Après cette période, on entre dans la guerre froide… Ensuite, le moment crucial se situe en 1967. Les ordonnances Jeanneney avec la mise en place du paritarisme et la suppression des élections sociales vont alors détruire la démocratie sociale fondée entre 1945 et 1947. C’est aussi en 1967 que des branches autonomes voient le jour. Auparavant, tous les risques sociaux étaient réunis au sein du régime général. Si un risque était déficitaire, un autre excédentaire permettait d’avoir un régime à l’équilibre.
À partir de 1967, se produit cette division avec la branche assurance-maladie, la branche retraite, etc. À partir de là, on va pouvoir parler de « trou de la Sécu ». Comme la branche maladie est structurellement déficitaire, on va la pointer du doigt et imposer des réformes successives afin, soi-disant, de « sauver notre modèle social ».
Comment peut-on alors revenir aux origines de la Sécu ?
Léo Rosell : On est passé d’une logique de financement de besoins et de droits sociaux reconnus comme étant universels, à une logique inverse de réduction des dépenses. À partir du moment où les gouvernants estiment que la Sécurité sociale coûte trop cher, les élites néolibérales occultent alors l’ambition originelle. Dans la crise budgétaire actuelle, le projet de loi de financement de la Sécurité sociale (PLFSS) est l’illustration de l’étatisation de la Sécurité sociale, pour répondre aux impératifs budgétaires européens notamment.

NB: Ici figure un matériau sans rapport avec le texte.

//! Hostile factions and their threat dynamics.
//!
//! Every turn each faction's threat grows by its `threat_increase` and its
//! suppression decays proportionally. Panic grows by whatever threat is not
//! held back by suppression.

use std::collections::BTreeMap;
use std::fmt;

use serde::{Deserialize, Serialize};

use crate::math::Fixed;

/// Faction identifier.
#[derive(Debug, Clone, Copy, PartialEq, Eq, PartialOrd, Ord, Hash, Serialize, Deserialize)]
pub enum FactionId {
    /// Militant revolutionary cells.
    RedDawn,
    /// Corporate-backed technocrats.
    Exalt,
    /// Smuggling syndicate.
    BlackLotus,
}

impl FactionId {
    /// All factions.
    pub const ALL: [Self; 3] = [Self::RedDawn, Self::Exalt, Self::BlackLotus];

    /// Display name.
    #[must_use]
    pub const fn name(self) -> &'static str {
        match self {
            Self::RedDawn => "Red Dawn",
            Self::Exalt => "Exalt",
            Self::BlackLotus => "Black Lotus",
        }
    }
}

impl fmt::Display for FactionId {
    fn fmt(&self, f: &mut fmt::Formatter<'_>) -> fmt::Result {
        f.write_str(self.name())
    }
}

/// Runtime state of a hostile faction.
#[derive(Debug, Clone, PartialEq, Eq, Hash, Serialize, Deserialize)]
pub struct Faction {
    /// Which faction.
    pub id: FactionId,
    /// Current threat level.
    pub threat_level: Fixed,
    /// Threat added every turn.
    pub threat_increase: Fixed,
    /// Threat currently held back by player operations.
    pub suppression: Fixed,
    /// Lead ids that must all be completed before the faction is known.
    #[serde(default)]
    pub discovery_prerequisite: Vec<String>,
}

impl Faction {
    /// Create a faction with no suppression.
    #[must_use]
    pub fn new(id: FactionId, threat_level: Fixed, threat_increase: Fixed) -> Self {
        Self {
            id,
            threat_level,
            threat_increase,
            suppression: Fixed::ZERO,
            discovery_prerequisite: Vec::new(),
        }
    }

    /// Panic added by this faction in one turn: `max(0, threat - suppression)`.
    #[must_use]
    pub fn panic_contribution(&self) -> Fixed {
        (self.threat_level - self.suppression).non_negative()
    }

    /// Whether every prerequisite lead has been completed at least once.
    #[must_use]
    pub fn is_discovered(&self, lead_counts: &BTreeMap<String, u32>) -> bool {
        self.discovery_prerequisite
            .iter()
            .all(|lead| lead_counts.get(lead).copied().unwrap_or(0) > 0)
    }

    /// Per-turn drift: threat grows, suppression decays.
    ///
    /// Suppression becomes `floor(suppression × (1 - decay))` so that it
    /// reaches exactly zero in finitely many turns.
    pub fn advance(&mut self, suppression_decay: Fixed) {
        self.threat_level += self.threat_increase;
        let retained = (Fixed::ONE - suppression_decay).non_negative();
        self.suppression = (self.suppression * retained).non_negative();
    }

    /// Apply a mission reward against this faction.
    pub fn apply_reward(&mut self, threat_reduction: Fixed, suppression: Fixed) {
        self.threat_level = (self.threat_level - threat_reduction).non_negative();
        self.suppression += suppression;
    }
}

/// Factions a new game starts with.
#[must_use]
pub fn default_factions() -> Vec<Faction> {
    let faction = |id, threat: i64, increase: i64, prerequisite: &str| Faction {
        discovery_prerequisite: vec![prerequisite.to_string()],
        ..Faction::new(id, Fixed::from_raw(threat), Fixed::from_raw(increase))
    };
    vec![
        faction(FactionId::RedDawn, 10_000, 1_000, "red-dawn-member"),
        faction(FactionId::Exalt, 8_000, 1_200, "exalt-member"),
        faction(FactionId::BlackLotus, 6_000, 800, "black-lotus-member"),
    ]
}
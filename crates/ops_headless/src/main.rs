//! Headless campaign runner.
//!
//! # Usage
//!
//! ```bash
//! # Run ten turns with the built-in catalog
//! cargo run -p ops_headless -- run --turns 10
//!
//! # Run a scenario with custom data
//! cargo run -p ops_headless -- run --scenario scenarios/red_dawn_sweep.ron --catalog data/catalog.ron
//!
//! # Validate data files
//! cargo run -p ops_headless -- validate --catalog data/catalog.ron --config data/config.ron
//! ```
//!
//! Output (stdout): one JSON turn summary per line
//! Logs (stderr): human-readable

use std::path::{Path, PathBuf};
use std::process::ExitCode;

use clap::{Parser, Subcommand};
use tracing_subscriber::{layer::SubscriberExt, util::SubscriberInitExt, EnvFilter};

use ops_core::config::GameConfig;
use ops_core::data::Catalog;
use ops_headless::{run, RunConfig, Scenario, ScenarioError};

#[derive(Parser)]
#[command(name = "ops_headless")]
#[command(about = "Headless campaign runner for CI and balance checks")]
#[command(version)]
struct Cli {
    /// Enable verbose logging to stderr
    #[arg(short, long, global = true)]
    verbose: bool,

    #[command(subcommand)]
    command: Commands,
}

#[derive(Subcommand)]
enum Commands {
    /// Advance a campaign and print a summary per turn
    Run {
        /// Number of turns to advance
        #[arg(short, long, default_value = "10")]
        turns: u32,

        /// Random seed (overrides the scenario's seed)
        #[arg(long)]
        seed: Option<u64>,

        /// Rules and starting settings (RON)
        #[arg(long)]
        config: Option<PathBuf>,

        /// Mission and lead catalog (RON)
        #[arg(long)]
        catalog: Option<PathBuf>,

        /// Scripted player actions (RON)
        #[arg(short, long)]
        scenario: Option<PathBuf>,

        /// Start from the debug roster
        #[arg(long)]
        debug_roster: bool,
    },

    /// Load and validate data files without running
    Validate {
        /// Mission and lead catalog (RON)
        #[arg(long)]
        catalog: PathBuf,

        /// Rules and starting settings (RON)
        #[arg(long)]
        config: Option<PathBuf>,
    },
}

fn main() -> ExitCode {
    let cli = Cli::parse();

    // stdout is reserved for summaries
    let log_level = if cli.verbose { "debug" } else { "info" };
    tracing_subscriber::registry()
        .with(
            tracing_subscriber::fmt::layer()
                .with_writer(std::io::stderr)
                .with_ansi(true),
        )
        .with(EnvFilter::try_from_default_env().unwrap_or_else(|_| EnvFilter::new(log_level)))
        .init();

    let result = match cli.command {
        Commands::Run {
            turns,
            seed,
            config,
            catalog,
            scenario,
            debug_roster,
        } => cmd_run(turns, seed, config, catalog, scenario, debug_roster),
        Commands::Validate { catalog, config } => cmd_validate(&catalog, config),
    };

    match result {
        Ok(()) => ExitCode::SUCCESS,
        Err(e) => {
            tracing::error!("{e}");
            ExitCode::FAILURE
        }
    }
}

/// Run a campaign and print one JSON line per turn.
fn cmd_run(
    turns: u32,
    seed: Option<u64>,
    config: Option<PathBuf>,
    catalog: Option<PathBuf>,
    scenario: Option<PathBuf>,
    debug_roster: bool,
) -> Result<(), ScenarioError> {
    let config = config.map(GameConfig::load).transpose()?.unwrap_or_default();
    let catalog = catalog.map(Catalog::load).transpose()?.unwrap_or_default();
    let scenario = scenario.map(Scenario::load).transpose()?.unwrap_or_default();
    let seed = seed.or(scenario.seed).unwrap_or(0);

    let outcome = run(
        RunConfig {
            turns,
            seed,
            config,
            catalog,
            scenario,
            debug_roster,
        },
        |summary| match summary.to_json() {
            Ok(line) => println!("{line}"),
            Err(e) => tracing::warn!(turn = summary.turn, "Failed to serialize summary: {e}"),
        },
    )?;

    let state = outcome.campaign.state();
    tracing::info!(
        turn = state.turn,
        money = state.money,
        intel = state.intel,
        panic = %state.panic.to_percent_string(2),
        "Campaign state"
    );
    Ok(())
}

/// Validate a catalog and, optionally, a config.
fn cmd_validate(catalog: &Path, config: Option<PathBuf>) -> Result<(), ScenarioError> {
    let loaded = Catalog::load(catalog)?;
    tracing::info!(
        path = %catalog.display(),
        missions = loaded.missions.len(),
        leads = loaded.leads.len(),
        "Catalog is valid"
    );
    if let Some(path) = config {
        GameConfig::load(&path)?;
        tracing::info!(path = %path.display(), "Config is valid");
    }
    Ok(())
}
//! Fixed-point math for deterministic turn computation.
//!
//! Every quantity that compounds across turns (skill, hit points,
//! exhaustion, panic, threat, suppression, decay percentages) is stored
//! as a [`Fixed`]: an `i64` holding the value scaled by one million.
//! Native floats appear only at the edges (random rolls, display ratios)
//! and are floored back into `Fixed` immediately.
//!
//! Every lossy operation floors. Derived and displayed values therefore
//! never overstate the true magnitude.

use std::fmt;
use std::iter::Sum;
use std::ops::{Add, AddAssign, Mul, Neg, Sub, SubAssign};
use std::str::FromStr;

use serde::{Deserialize, Serialize};

use crate::error::{GameError, Result};

/// Fixed-point decimal with six fractional digits.
///
/// Represents decimal values as integers: 0.25 → 250_000, 1.0 → 1_000_000.
/// Serialized as the raw scaled integer to preserve exact precision.
#[derive(
    Clone, Copy, PartialEq, Eq, PartialOrd, Ord, Hash, Default, Serialize, Deserialize,
)]
#[serde(transparent)]
pub struct Fixed(i64);

/// Floor division on `i128` (rounds toward negative infinity).
fn floor_div(numerator: i128, denominator: i128) -> i128 {
    let quotient = numerator / denominator;
    if numerator % denominator != 0 && ((numerator < 0) != (denominator < 0)) {
        quotient - 1
    } else {
        quotient
    }
}

impl Fixed {
    /// Number of fractional decimal digits.
    pub const DECIMALS: u32 = 6;

    /// Scale factor: 1_000_000 = 1.0
    pub const SCALE: i64 = 1_000_000;

    /// Zero.
    pub const ZERO: Self = Self(0);

    /// One whole unit.
    pub const ONE: Self = Self(Self::SCALE);

    /// Create from a raw scaled value.
    #[must_use]
    pub const fn from_raw(raw: i64) -> Self {
        Self(raw)
    }

    /// Raw scaled value.
    #[must_use]
    pub const fn raw(self) -> i64 {
        self.0
    }

    /// Create from a whole number (5 → 5_000_000).
    #[must_use]
    pub const fn from_int(value: i64) -> Self {
        Self(value * Self::SCALE)
    }

    /// Create from a ratio of whole numbers, flooring to the scale.
    pub fn from_ratio(numerator: i64, denominator: i64) -> Result<Self> {
        if denominator == 0 {
            return Err(GameError::DivisionByZero(numerator.to_string()));
        }
        let raw = floor_div(
            i128::from(numerator) * i128::from(Self::SCALE),
            i128::from(denominator),
        );
        Ok(Self(raw as i64))
    }

    /// Convert from a plain decimal, failing if it carries more precision
    /// than six fractional digits.
    pub fn from_f64(value: f64) -> Result<Self> {
        if !value.is_finite() {
            return Err(GameError::ExcessPrecision(value.to_string()));
        }
        let scaled = value * Self::SCALE as f64;
        let rounded = scaled.round();
        // Tolerate binary representation error, not real extra digits.
        if (scaled - rounded).abs() > 1e-9 * scaled.abs().max(1.0) {
            return Err(GameError::ExcessPrecision(value.to_string()));
        }
        Ok(Self(rounded as i64))
    }

    /// Convert from a plain decimal, flooring any extra precision.
    ///
    /// Used for random rolls and display ratios. Non-finite input maps to zero.
    #[must_use]
    pub fn from_f64_floor(value: f64) -> Self {
        if !value.is_finite() {
            return Self::ZERO;
        }
        Self((value * Self::SCALE as f64).floor() as i64)
    }

    /// Convert to f64 (display and ratio derivation only).
    #[must_use]
    pub fn to_f64(self) -> f64 {
        self.0 as f64 / Self::SCALE as f64
    }

    /// Multiply by a plain integer (exact).
    #[must_use]
    pub const fn mul_int(self, factor: i64) -> Self {
        Self(self.0 * factor)
    }

    /// Multiply by `numerator / denominator`, flooring to the scale.
    pub fn mul_ratio(self, numerator: i64, denominator: i64) -> Result<Self> {
        if denominator == 0 {
            return Err(GameError::DivisionByZero(format!("{self} * {numerator}")));
        }
        let raw = floor_div(
            i128::from(self.0) * i128::from(numerator),
            i128::from(denominator),
        );
        Ok(Self(raw as i64))
    }

    /// Divide by another fixed value, flooring to the scale.
    pub fn checked_div(self, divisor: Self) -> Result<Self> {
        if divisor.0 == 0 {
            return Err(GameError::DivisionByZero(self.to_string()));
        }
        let raw = floor_div(
            i128::from(self.0) * i128::from(Self::SCALE),
            i128::from(divisor.0),
        );
        Ok(Self(raw as i64))
    }

    /// Largest whole number not greater than this value.
    #[must_use]
    pub fn floor(self) -> i64 {
        self.0.div_euclid(Self::SCALE)
    }

    /// Smallest whole number not less than this value.
    #[must_use]
    pub fn ceil(self) -> i64 {
        let floor = self.floor();
        if self.0.rem_euclid(Self::SCALE) == 0 {
            floor
        } else {
            floor + 1
        }
    }

    /// Nearest whole number, halves rounded up.
    #[must_use]
    pub fn round(self) -> i64 {
        (self.0 + Self::SCALE / 2).div_euclid(Self::SCALE)
    }

    /// This value floored to whole units, kept as `Fixed`.
    #[must_use]
    pub fn floor_to_int(self) -> Self {
        Self::from_int(self.floor())
    }

    /// Clamp negative values to zero.
    #[must_use]
    pub fn non_negative(self) -> Self {
        self.max(Self::ZERO)
    }

    /// Whether the value is strictly greater than zero.
    #[must_use]
    pub const fn is_positive(self) -> bool {
        self.0 > 0
    }

    /// Whether the value is strictly less than zero.
    #[must_use]
    pub const fn is_negative(self) -> bool {
        self.0 < 0
    }

    /// Render as a whole number (floored).
    #[must_use]
    pub fn to_int_string(self) -> String {
        self.floor().to_string()
    }

    /// Render with `decimals` fractional digits (floored, at most six).
    #[must_use]
    pub fn to_decimal_string(self, decimals: u32) -> String {
        let decimals = decimals.min(Self::DECIMALS);
        let step = 10_i128.pow(Self::DECIMALS - decimals);
        let units = floor_div(i128::from(self.0), step);
        let sign = if units < 0 { "-" } else { "" };
        let magnitude = units.unsigned_abs();
        if decimals == 0 {
            return format!("{sign}{magnitude}");
        }
        let divisor = 10_u128.pow(decimals);
        format!(
            "{sign}{}.{:0width$}",
            magnitude / divisor,
            magnitude % divisor,
            width = decimals as usize
        )
    }

    /// Render as a percentage with `decimals` fractional digits (floored).
    ///
    /// `0.0125` with two decimals renders as `1.25%`.
    #[must_use]
    pub fn to_percent_string(self, decimals: u32) -> String {
        format!("{}%", Self(self.0 * 100).to_decimal_string(decimals))
    }
}

impl Add for Fixed {
    type Output = Self;

    fn add(self, rhs: Self) -> Self::Output {
        Self(self.0 + rhs.0)
    }
}

impl AddAssign for Fixed {
    fn add_assign(&mut self, rhs: Self) {
        self.0 += rhs.0;
    }
}

impl Sub for Fixed {
    type Output = Self;

    fn sub(self, rhs: Self) -> Self::Output {
        Self(self.0 - rhs.0)
    }
}

impl SubAssign for Fixed {
    fn sub_assign(&mut self, rhs: Self) {
        self.0 -= rhs.0;
    }
}

impl Neg for Fixed {
    type Output = Self;

    fn neg(self) -> Self::Output {
        Self(-self.0)
    }
}

/// Product floored to the scale.
impl Mul for Fixed {
    type Output = Self;

    fn mul(self, rhs: Self) -> Self::Output {
        let raw = floor_div(
            i128::from(self.0) * i128::from(rhs.0),
            i128::from(Self::SCALE),
        );
        Self(raw as i64)
    }
}

impl Sum for Fixed {
    fn sum<I: Iterator<Item = Self>>(iter: I) -> Self {
        iter.fold(Self::ZERO, Add::add)
    }
}

impl<'a> Sum<&'a Fixed> for Fixed {
    fn sum<I: Iterator<Item = &'a Fixed>>(iter: I) -> Self {
        iter.copied().sum()
    }
}

impl From<i64> for Fixed {
    fn from(value: i64) -> Self {
        Self::from_int(value)
    }
}

impl FromStr for Fixed {
    type Err = GameError;

    /// Parse decimal text exactly (`"0.0120"`, `"-3"`, `"15.5"`).
    fn from_str(s: &str) -> Result<Self> {
        let text = s.trim();
        let invalid = || GameError::DataParseError {
            path: "<fixed>".to_string(),
            message: format!("not a decimal number: '{s}'"),
        };

        let (negative, digits) = match text.strip_prefix('-') {
            Some(rest) => (true, rest),
            None => (false, text.strip_prefix('+').unwrap_or(text)),
        };
        let (whole, fraction) = digits.split_once('.').unwrap_or((digits, ""));
        if whole.is_empty() && fraction.is_empty() {
            return Err(invalid());
        }
        if !whole.chars().all(|c| c.is_ascii_digit())
            || !fraction.chars().all(|c| c.is_ascii_digit())
        {
            return Err(invalid());
        }

        let fraction = fraction.trim_end_matches('0');
        if fraction.len() > Self::DECIMALS as usize {
            return Err(GameError::ExcessPrecision(s.to_string()));
        }

        let whole_value: i64 = if whole.is_empty() {
            0
        } else {
            whole.parse().map_err(|_| invalid())?
        };
        let fraction_value: i64 = if fraction.is_empty() {
            0
        } else {
            let padded = format!("{fraction:0<width$}", width = Self::DECIMALS as usize);
            padded.parse().map_err(|_| invalid())?
        };

        let raw = whole_value
            .checked_mul(Self::SCALE)
            .and_then(|w| w.checked_add(fraction_value))
            .ok_or_else(invalid)?;
        Ok(Self(if negative { -raw } else { raw }))
    }
}

impl fmt::Debug for Fixed {
    fn fmt(&self, f: &mut fmt::Formatter<'_>) -> fmt::Result {
        write!(f, "Fixed({} = {})", self.0, self)
    }
}

/// Shortest exact decimal form (`0.012`, `15`, `-2.5`).
impl fmt::Display for Fixed {
    fn fmt(&self, f: &mut fmt::Formatter<'_>) -> fmt::Result {
        let full = self.to_decimal_string(Self::DECIMALS);
        let trimmed = full.trim_end_matches('0').trim_end_matches('.');
        f.write_str(trimmed)
    }
}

Or, quand on réduit les dépenses, on réduit les prestations de façon plus ou moins assumée. A contrario, si, comme à l’origine, la conception est de faire passer les besoins devant les dépenses, il suffit d’augmenter les cotisations sociales pour financer le système. Celui-ci était d’ailleurs à l’équilibre juste avant le Covid. C’est donc avant tout une question d’arbitrages budgétaires, c’est-à-dire une question politique, celle d’un choix de société.
Emmanuel Defouloy : Il faut redonner la priorité aux besoins et le financement doit suivre. Aujourd’hui, c’est le contraire. Cela aboutit à ce que notre débat médiatique et politique soit saturé en permanence par la question des dépenses et du « trou de la Sécu ».
Mais ce qu’il faut retenir, c’est que les déficits sont liés à un manque de recettes en exonérant ou en supprimant des cotisations sociales (intéressement, participation, épargne salariale, revenus financiers, rachats d’actions, etc.). Revenons à l’esprit de 1945-1946, et pas seulement pour défendre la Sécu, mais pour la consolider et même l’étendre. Il faut alors parler des recettes.
Pierre Caillaud-Croizat : Dans la période, la volonté de démantèlement de la Sécurité sociale est toujours plus grande. Nous devons faire face aux attaques de ce bien commun auquel nous sommes attachés. De ce point de vue, je tiens à remercier Léo Rosell et Emmanuel Defouloy pour leurs ouvrages respectifs. Nous aurons besoin de leurs travaux et de leurs démonstrations très documentées pour comprendre les enjeux du moment et mener la bataille de la Sécurité sociale.